プレジデントオンライン / 2022年7月29日 9時15分

※写真はイメージです - 写真=iStock.com/mi-viri

自律神経研究の第一人者として知られる小林弘幸・順天堂大学医学部教授は日本初の「便秘外来」を開設し、1万人以上の患者を診てきた。腸内環境が改善するだけで、5~10kgのダイエットに成功する人がたくさんいるというのだが、いったいどういうことなのか──。(第3回/全3回)

※本稿は、小林弘幸『自律神経を整える』(プレジデント社)の一部を再編集したものです。

■自律神経と腸の密接な関係

自律神経と腸は、互いにコントロールし合う、切っても切れない関係にあります。

自律神経が腸に与える影響については、皆さんも日常的に実感しているところではないでしょうか。

たとえば、大事な仕事のプレゼンテーションや習い事の発表会の前日などに、緊張やプレッシャーでお腹が痛くなったことはありませんか。また、ストレスフルな日々が続くことで、便秘や下痢をしたり、それらを交互に繰り返したりしたことはないでしょうか。

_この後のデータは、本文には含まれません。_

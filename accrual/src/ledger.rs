//! The accrual ledger: touches, mints, burns and transfers.

use crate::access::{AccessControl, Role};
use crate::error::LedgerError;
use crate::events::{EventBus, LedgerEvent};
use crate::state::AccountState;
use std::collections::HashMap;
use tidal_rate::{RateChange, RateRegistry};
use tidal_store::LedgerStore;
use tidal_types::{ChainId, HolderId, Rate, Timestamp, TRANSFER_ALL};

/// One chain's accrual ledger.
///
/// Owns the holder map, the chain's rate registry and the access-control list.
/// Every mutating operation computes its result on copies and commits only on
/// success, so a failed call leaves every account exactly as it was.
pub struct AccrualLedger {
    chain: ChainId,
    accounts: HashMap<HolderId, AccountState>,
    registry: RateRegistry,
    access: AccessControl,
    events: EventBus,
}

impl AccrualLedger {
    pub fn new(chain: ChainId, admin: HolderId, initial_rate: Rate, genesis: Timestamp) -> Self {
        Self {
            chain,
            accounts: HashMap::new(),
            registry: RateRegistry::new(initial_rate, genesis),
            access: AccessControl::new(admin),
            events: EventBus::new(),
        }
    }

    pub fn chain(&self) -> ChainId {
        self.chain
    }

    pub fn registry(&self) -> &RateRegistry {
        &self.registry
    }

    pub fn access(&self) -> &AccessControl {
        &self.access
    }

    /// The event bus, for subscribing observers.
    pub fn events_mut(&mut self) -> &mut EventBus {
        &mut self.events
    }

    /// Publish an event to all observers of this ledger.
    pub fn emit(&self, event: LedgerEvent) {
        self.events.emit(&event);
    }

    /// The global rate applied to fresh local deposits.
    pub fn current_rate(&self) -> Rate {
        self.registry.current_rate()
    }

    pub fn account(&self, holder: &HolderId) -> Option<&AccountState> {
        self.accounts.get(holder)
    }

    pub fn holders(&self) -> impl Iterator<Item = &HolderId> {
        self.accounts.keys()
    }

    // ── Reads ────────────────────────────────────────────────────────────

    /// Accrual-adjusted balance at `now`. Pure; never mutates.
    pub fn balance_of(&self, holder: &HolderId, now: Timestamp) -> Result<u128, LedgerError> {
        match self.accounts.get(holder) {
            Some(state) => state.balance_checked(now).ok_or(LedgerError::Overflow),
            None => Ok(0),
        }
    }

    /// Materialized principal, excluding interest since the last touch.
    pub fn principal_of(&self, holder: &HolderId) -> u128 {
        self.accounts.get(holder).map(|s| s.principal).unwrap_or(0)
    }

    pub fn locked_rate_of(&self, holder: &HolderId) -> Rate {
        self.accounts
            .get(holder)
            .map(|s| s.locked_rate)
            .unwrap_or(Rate::ZERO)
    }

    /// Sum of all accrual-adjusted balances at `now`.
    pub fn total_supply(&self, now: Timestamp) -> Result<u128, LedgerError> {
        self.accounts.values().try_fold(0u128, |acc, state| {
            let balance = state.balance_checked(now).ok_or(LedgerError::Overflow)?;
            acc.checked_add(balance).ok_or(LedgerError::Overflow)
        })
    }

    /// Sum of all materialized principals.
    pub fn total_principal(&self) -> Result<u128, LedgerError> {
        self.accounts.values().try_fold(0u128, |acc, state| {
            acc.checked_add(state.principal).ok_or(LedgerError::Overflow)
        })
    }

    // ── Touch ────────────────────────────────────────────────────────────

    /// The holder's state as it would be after a touch at `now`, without committing.
    fn touched(&self, holder: &HolderId, now: Timestamp) -> Result<(AccountState, u128), LedgerError> {
        let current = self.accounts.get(holder).cloned().unwrap_or_default();
        current.touched(now).ok_or(LedgerError::Overflow)
    }

    fn commit(&mut self, holder: &HolderId, state: AccountState, increase: u128) {
        self.accounts.insert(holder.clone(), state);
        if increase > 0 {
            tracing::debug!(holder = %holder, increase, "interest materialized");
            self.events.emit(&LedgerEvent::InterestMinted {
                holder: holder.clone(),
                amount: increase,
            });
        }
    }

    /// Materialize interest accrued since the last touch. Returns the amount materialized.
    ///
    /// A second touch at the same instant materializes nothing. Touching a
    /// holder with no account is a no-op and does not create one.
    pub fn touch(&mut self, holder: &HolderId, now: Timestamp) -> Result<u128, LedgerError> {
        if !self.accounts.contains_key(holder) {
            return Ok(0);
        }
        let (state, increase) = self.touched(holder, now)?;
        self.commit(holder, state, increase);
        Ok(increase)
    }

    // ── Privileged mutations ─────────────────────────────────────────────

    /// Credit `amount` to `holder`.
    ///
    /// Pending interest is materialized first under the old rate. If this mint
    /// takes the holder from zero to non-zero, `rate_to_apply` becomes its
    /// locked rate; a funded holder keeps its rate.
    pub fn mint(
        &mut self,
        caller: &HolderId,
        holder: &HolderId,
        amount: u128,
        rate_to_apply: Rate,
        now: Timestamp,
    ) -> Result<(), LedgerError> {
        self.access.require(caller, Role::MintBurn)?;
        let (mut state, increase) = self.touched(holder, now)?;
        let adopts = state.is_empty() && amount > 0;
        if adopts {
            state.locked_rate = rate_to_apply;
        }
        state.principal = state
            .principal
            .checked_add(amount)
            .ok_or(LedgerError::Overflow)?;
        let locked_rate = state.locked_rate;
        self.commit(holder, state, increase);

        if adopts {
            self.events.emit(&LedgerEvent::RateLocked {
                holder: holder.clone(),
                rate: locked_rate,
            });
        }
        self.events.emit(&LedgerEvent::Minted {
            holder: holder.clone(),
            amount,
        });
        tracing::info!(chain = %self.chain, holder = %holder, amount, rate = %locked_rate, "minted");
        Ok(())
    }

    /// Mint at the registry's current global rate (local deposits).
    pub fn mint_at_current_rate(
        &mut self,
        caller: &HolderId,
        holder: &HolderId,
        amount: u128,
        now: Timestamp,
    ) -> Result<(), LedgerError> {
        let rate = self.current_rate();
        self.mint(caller, holder, amount, rate, now)
    }

    /// Debit `amount` from `holder` after materializing its interest.
    ///
    /// [`TRANSFER_ALL`] burns the entire touched balance. Returns the amount burned.
    pub fn burn(
        &mut self,
        caller: &HolderId,
        holder: &HolderId,
        amount: u128,
        now: Timestamp,
    ) -> Result<u128, LedgerError> {
        self.access.require(caller, Role::MintBurn)?;
        let (mut state, increase) = self.touched(holder, now)?;
        let amount = if amount == TRANSFER_ALL {
            state.principal
        } else {
            amount
        };
        if amount > state.principal {
            return Err(LedgerError::InsufficientBalance {
                needed: amount,
                available: state.principal,
            });
        }
        state.principal -= amount;
        self.commit(holder, state, increase);

        self.events.emit(&LedgerEvent::Burned {
            holder: holder.clone(),
            amount,
        });
        tracing::info!(chain = %self.chain, holder = %holder, amount, "burned");
        Ok(amount)
    }

    /// Put a holder's state back to a snapshot taken earlier in the same operation.
    ///
    /// Used by operators to undo a debit whose hand-off (native release, bridge
    /// send) failed. `None` removes the account.
    pub fn restore_account(
        &mut self,
        caller: &HolderId,
        holder: &HolderId,
        snapshot: Option<AccountState>,
    ) -> Result<(), LedgerError> {
        self.access.require(caller, Role::MintBurn)?;
        match snapshot {
            Some(state) => {
                self.accounts.insert(holder.clone(), state);
            }
            None => {
                self.accounts.remove(holder);
            }
        }
        tracing::warn!(chain = %self.chain, holder = %holder, "account restored after failed hand-off");
        self.events.emit(&LedgerEvent::AccountRestored {
            holder: holder.clone(),
        });
        Ok(())
    }

    // ── Holder operations ────────────────────────────────────────────────

    /// Move `amount` from `sender` to `recipient`, touching both first.
    ///
    /// [`TRANSFER_ALL`] moves the sender's whole touched balance. A recipient
    /// whose touched balance is zero adopts the sender's locked rate; a funded
    /// recipient keeps its own. Returns the amount moved.
    pub fn transfer(
        &mut self,
        sender: &HolderId,
        recipient: &HolderId,
        amount: u128,
        now: Timestamp,
    ) -> Result<u128, LedgerError> {
        let (mut from, from_increase) = self.touched(sender, now)?;
        let amount = if amount == TRANSFER_ALL {
            from.principal
        } else {
            amount
        };
        if amount > from.principal {
            return Err(LedgerError::InsufficientBalance {
                needed: amount,
                available: from.principal,
            });
        }

        if sender == recipient {
            if self.accounts.contains_key(sender) {
                self.commit(sender, from, from_increase);
            }
            return Ok(amount);
        }

        let (mut to, to_increase) = self.touched(recipient, now)?;
        let adopts = to.is_empty() && amount > 0;
        if adopts {
            to.locked_rate = from.locked_rate;
        }
        from.principal -= amount;
        to.principal = to
            .principal
            .checked_add(amount)
            .ok_or(LedgerError::Overflow)?;
        let adopted_rate = to.locked_rate;

        self.commit(sender, from, from_increase);
        self.commit(recipient, to, to_increase);

        if adopts {
            self.events.emit(&LedgerEvent::RateLocked {
                holder: recipient.clone(),
                rate: adopted_rate,
            });
        }
        self.events.emit(&LedgerEvent::Transferred {
            from: sender.clone(),
            to: recipient.clone(),
            amount,
        });
        tracing::info!(chain = %self.chain, from = %sender, to = %recipient, amount, "transferred");
        Ok(amount)
    }

    // ── Administration ───────────────────────────────────────────────────

    /// Lower (or re-affirm) the global rate. Requires [`Role::RateSetter`].
    pub fn set_rate(&mut self, caller: &HolderId, new_rate: Rate, now: Timestamp) -> Result<RateChange, LedgerError> {
        self.access.require(caller, Role::RateSetter)?;
        let change = self.registry.set_rate(new_rate, now)?;
        self.events.emit(&LedgerEvent::RateChanged {
            previous: change.previous,
            rate: change.rate,
            at: change.at,
        });
        Ok(change)
    }

    pub fn grant_role(&mut self, caller: &HolderId, holder: &HolderId, role: Role) -> Result<(), LedgerError> {
        if self.access.grant(caller, holder, role)? {
            tracing::info!(chain = %self.chain, holder = %holder, role = %role, "role granted");
            self.events.emit(&LedgerEvent::RoleGranted {
                holder: holder.clone(),
                role,
            });
        }
        Ok(())
    }

    pub fn revoke_role(&mut self, caller: &HolderId, holder: &HolderId, role: Role) -> Result<(), LedgerError> {
        if self.access.revoke(caller, holder, role)? {
            tracing::info!(chain = %self.chain, holder = %holder, role = %role, "role revoked");
            self.events.emit(&LedgerEvent::RoleRevoked {
                holder: holder.clone(),
                role,
            });
        }
        Ok(())
    }
}

impl AccrualLedger {
    /// Persist all ledger state to a store.
    pub fn save_to_store(&self, store: &dyn LedgerStore) -> Result<(), LedgerError> {
        store
            .put_meta(b"chain", &self.chain.to_be_bytes())
            .map_err(|e| LedgerError::Storage(e.to_string()))?;

        let registry_bytes =
            bincode::serialize(&self.registry).map_err(|e| LedgerError::Storage(e.to_string()))?;
        store
            .put_meta(b"rate_registry", &registry_bytes)
            .map_err(|e| LedgerError::Storage(e.to_string()))?;

        let access_bytes =
            bincode::serialize(&self.access).map_err(|e| LedgerError::Storage(e.to_string()))?;
        store
            .put_meta(b"access_control", &access_bytes)
            .map_err(|e| LedgerError::Storage(e.to_string()))?;

        for (holder, state) in &self.accounts {
            let bytes = bincode::serialize(state).map_err(|e| LedgerError::Storage(e.to_string()))?;
            store
                .put_account_state(holder, &bytes)
                .map_err(|e| LedgerError::Storage(e.to_string()))?;
        }

        // Live states are written first; a failure below only leaves stale extras.
        let stale = store
            .iter_account_states()
            .map_err(|e| LedgerError::Storage(e.to_string()))?;
        for (holder, _) in stale {
            if !self.accounts.contains_key(&holder) {
                store
                    .delete_account_state(&holder)
                    .map_err(|e| LedgerError::Storage(e.to_string()))?;
            }
        }
        Ok(())
    }

    /// Restore ledger state from a store. Event listeners are not persisted.
    pub fn load_from_store(store: &dyn LedgerStore) -> Result<Self, LedgerError> {
        let chain = match store.get_meta(b"chain") {
            Ok(Some(bytes)) => {
                let raw: [u8; 8] = bytes
                    .as_slice()
                    .try_into()
                    .map_err(|_| LedgerError::Storage("corrupt chain id".into()))?;
                ChainId::new(u64::from_be_bytes(raw))
            }
            Ok(None) => return Err(LedgerError::Storage("missing chain id".into())),
            Err(e) => return Err(LedgerError::Storage(e.to_string())),
        };

        let registry = match store.get_meta(b"rate_registry") {
            Ok(Some(bytes)) => {
                bincode::deserialize(&bytes).map_err(|e| LedgerError::Storage(e.to_string()))?
            }
            Ok(None) => return Err(LedgerError::Storage("missing rate registry".into())),
            Err(e) => return Err(LedgerError::Storage(e.to_string())),
        };

        let access = match store.get_meta(b"access_control") {
            Ok(Some(bytes)) => {
                bincode::deserialize(&bytes).map_err(|e| LedgerError::Storage(e.to_string()))?
            }
            Ok(None) => return Err(LedgerError::Storage("missing access control".into())),
            Err(e) => return Err(LedgerError::Storage(e.to_string())),
        };

        let entries = store
            .iter_account_states()
            .map_err(|e| LedgerError::Storage(e.to_string()))?;
        let mut accounts = HashMap::new();
        for (holder, bytes) in entries {
            let state: AccountState =
                bincode::deserialize(&bytes).map_err(|e| LedgerError::Storage(e.to_string()))?;
            accounts.insert(holder, state);
        }

        Ok(Self {
            chain,
            accounts,
            registry,
            access,
            events: EventBus::new(),
        })
    }
}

これらは、ストレスなどにより自律神経のバランスが崩れた結果、腸に悪い影響が現れてしまった典型的な現象です。

■腸の状態が自律神経に影響を及ぼす

しかし、ストレスが解消されて自律神経のバランスが整ってくると、腸の調子は自然とよくなっていきます。自律神経によって腸がコントロールされ、本来の働きを取り戻すからです。

逆に、腸の状態が自律神経に影響を与えてもいます。

不規則な生活が続いたり、食生活が乱れて便秘になったりするなどして、腸内環境が悪化すると、ドロドロの血液が全身を巡ることになります。栄養がきちんと吸収されず、余ったものが脂肪となって肥満を招いたり、老廃物が蓄積して全身がだるくなったり、肌が荒れたりします。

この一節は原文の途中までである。